### What the task requires
Print every record word for word.

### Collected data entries
════════════════════

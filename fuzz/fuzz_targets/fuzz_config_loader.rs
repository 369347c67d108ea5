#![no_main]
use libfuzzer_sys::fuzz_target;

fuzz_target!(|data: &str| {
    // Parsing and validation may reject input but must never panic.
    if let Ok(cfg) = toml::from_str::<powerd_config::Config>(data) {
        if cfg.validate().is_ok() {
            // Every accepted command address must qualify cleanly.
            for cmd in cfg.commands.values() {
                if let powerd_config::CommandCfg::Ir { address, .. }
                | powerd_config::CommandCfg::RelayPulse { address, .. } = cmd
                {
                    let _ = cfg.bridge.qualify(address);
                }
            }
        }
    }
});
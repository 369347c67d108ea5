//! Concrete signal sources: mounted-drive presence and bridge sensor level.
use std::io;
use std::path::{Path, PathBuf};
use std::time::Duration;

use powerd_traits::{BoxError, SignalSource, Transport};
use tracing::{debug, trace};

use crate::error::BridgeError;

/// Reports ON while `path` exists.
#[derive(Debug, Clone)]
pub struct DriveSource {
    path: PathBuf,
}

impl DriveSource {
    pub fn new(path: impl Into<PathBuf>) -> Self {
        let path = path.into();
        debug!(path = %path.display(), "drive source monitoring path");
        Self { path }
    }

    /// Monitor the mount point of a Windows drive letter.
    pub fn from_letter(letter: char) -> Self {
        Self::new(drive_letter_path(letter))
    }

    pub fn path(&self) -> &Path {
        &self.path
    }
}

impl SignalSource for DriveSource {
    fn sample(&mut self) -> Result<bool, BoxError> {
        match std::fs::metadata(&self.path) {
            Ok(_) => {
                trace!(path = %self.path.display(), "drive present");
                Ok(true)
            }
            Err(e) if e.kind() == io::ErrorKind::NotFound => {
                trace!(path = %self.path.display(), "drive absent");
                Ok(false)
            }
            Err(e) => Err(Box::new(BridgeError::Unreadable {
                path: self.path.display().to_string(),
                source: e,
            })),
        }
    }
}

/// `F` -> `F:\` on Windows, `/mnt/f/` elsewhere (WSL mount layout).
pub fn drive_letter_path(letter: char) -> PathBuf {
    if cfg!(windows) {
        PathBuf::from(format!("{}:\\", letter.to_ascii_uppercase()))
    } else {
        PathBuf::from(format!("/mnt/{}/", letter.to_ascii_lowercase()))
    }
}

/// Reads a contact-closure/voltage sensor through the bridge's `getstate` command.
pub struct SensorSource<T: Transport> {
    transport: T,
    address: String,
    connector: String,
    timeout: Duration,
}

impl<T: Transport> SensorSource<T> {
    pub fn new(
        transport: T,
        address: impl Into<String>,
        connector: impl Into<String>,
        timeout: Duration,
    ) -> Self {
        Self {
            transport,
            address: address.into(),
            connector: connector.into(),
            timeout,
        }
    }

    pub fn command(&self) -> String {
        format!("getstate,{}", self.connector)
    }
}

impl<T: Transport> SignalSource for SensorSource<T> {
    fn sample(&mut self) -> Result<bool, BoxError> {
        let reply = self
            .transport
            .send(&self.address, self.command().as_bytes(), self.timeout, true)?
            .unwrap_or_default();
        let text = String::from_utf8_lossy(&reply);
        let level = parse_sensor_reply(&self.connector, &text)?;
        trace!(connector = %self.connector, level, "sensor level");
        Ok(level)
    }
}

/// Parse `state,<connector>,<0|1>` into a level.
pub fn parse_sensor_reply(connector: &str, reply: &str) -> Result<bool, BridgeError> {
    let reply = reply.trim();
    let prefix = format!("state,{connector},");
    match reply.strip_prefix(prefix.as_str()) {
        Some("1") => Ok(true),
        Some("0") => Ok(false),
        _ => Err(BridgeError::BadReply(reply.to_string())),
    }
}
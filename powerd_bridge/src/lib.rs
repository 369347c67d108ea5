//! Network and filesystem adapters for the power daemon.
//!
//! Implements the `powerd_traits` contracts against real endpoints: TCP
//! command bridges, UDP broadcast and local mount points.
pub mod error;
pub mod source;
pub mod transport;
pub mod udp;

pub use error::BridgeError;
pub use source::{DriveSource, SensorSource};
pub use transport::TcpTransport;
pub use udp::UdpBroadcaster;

════════════════════

### Solution to this task
filename fuzz/fuzz_targets/fuzz_config_loader.rs
repository 369347c67d108ea5
#![no_main]
use libfuzzer_sys::fuzz_target;

fuzz_target!(|data: &str| {
    // Parsing and validation may reject input but must never panic.
    if let Ok(cfg) = toml::from_str::<powerd_config::Config>(data) {
        if cfg.validate().is_ok() {
            // Every accepted command address must qualify cleanly.
            for cmd in cfg.commands.values() {
                if let powerd_config::CommandCfg::Ir { address, .. }
                | powerd_config::CommandCfg::RelayPulse { address, .. } = cmd
                {
                    let _ = cfg.bridge.qualify(address);
                }
            }
        }
    }
});
repository 369347c67d108ea5
//! Concrete signal sources: mounted-drive presence and bridge sensor level.
use std::io;
use std::path::{Path, PathBuf};
use std::time::Duration;

use powerd_traits::{BoxError, SignalSource, Transport};
use tracing::{debug, trace};

use crate::error::BridgeError;

/// Reports ON while `path` exists.
#[derive(Debug, Clone)]
pub struct DriveSource {
    path: PathBuf,
}

impl DriveSource {
    pub fn new(path: impl Into<PathBuf>) -> Self {
        let path = path.into();
        debug!(path = %path.display(), "drive source monitoring path");
        Self { path }
    }

    /// Monitor the mount point of a Windows drive letter.
    pub fn from_letter(letter: char) -> Self {
        Self::new(drive_letter_path(letter))
    }

    pub fn path(&self) -> &Path {
        &self.path
    }
}

impl SignalSource for DriveSource {
    fn sample(&mut self) -> Result<bool, BoxError> {
        match std::fs::metadata(&self.path) {
            Ok(_) => {
                trace!(path = %self.path.display(), "drive present");
                Ok(true)
            }
            Err(e) if e.kind() == io::ErrorKind::NotFound => {
                trace!(path = %self.path.display(), "drive absent");
                Ok(false)
            }
            Err(e) => Err(Box::new(BridgeError::Unreadable {
                path: self.path.display().to_string(),
                source: e,
            })),
        }
    }
}

/// `F` -> `F:\` on Windows, `/mnt/f/` elsewhere (WSL mount layout).
pub fn drive_letter_path(letter: char) -> PathBuf {
    if cfg!(windows) {
        PathBuf::from(format!("{}:\\", letter.to_ascii_uppercase()))
    } else {
        PathBuf::from(format!("/mnt/{}/", letter.to_ascii_lowercase()))
    }
}

/// Reads a contact-closure/voltage sensor through the bridge's `getstate` command.
pub struct SensorSource<T: Transport> {
    transport: T,
    address: String,
    connector: String,
    timeout: Duration,
}

impl<T: Transport> SensorSource<T> {
    pub fn new(
        transport: T,
        address: impl Into<String>,
        connector: impl Into<String>,
        timeout: Duration,
    ) -> Self {
        Self {
            transport,
            address: address.into(),
            connector: connector.into(),
            timeout,
        }
    }

    pub fn command(&self) -> String {
        format!("getstate,{}", self.connector)
    }
}

impl<T: Transport> SignalSource for SensorSource<T> {
    fn sample(&mut self) -> Result<bool, BoxError> {
        let reply = self
            .transport
            .send(&self.address, self.command().as_bytes(), self.timeout, true)?
            .unwrap_or_default();
        let text = String::from_utf8_lossy(&reply);
        let level = parse_sensor_reply(&self.connector, &text)?;
        trace!(connector = %self.connector, level, "sensor level");
        Ok(level)
    }
}

/// Parse `state,<connector>,<0|1>` into a level.
pub fn parse_sensor_reply(connector: &str, reply: &str) -> Result<bool, BridgeError> {
    let reply = reply.trim();
    let prefix = format!("state,{connector},");
    match reply.strip_prefix(prefix.as_str()) {
        Some("1") => Ok(true),
        Some("0") => Ok(false),
        _ => Err(BridgeError::BadReply(reply.to_string())),
    }
}
filename powerd_bridge/src/lib.rs
repository 369347c67d108ea5
//! Network and filesystem adapters for the power daemon.
//!
//! Implements the `powerd_traits` contracts against real endpoints: TCP
//! command bridges, UDP broadcast and local mount points.
pub mod error;
pub mod source;
pub mod transport;
pub mod udp;

pub use error::BridgeError;
pub use source::{DriveSource, SensorSource};
pub use transport::TcpTransport;
pub use udp::UdpBroadcaster;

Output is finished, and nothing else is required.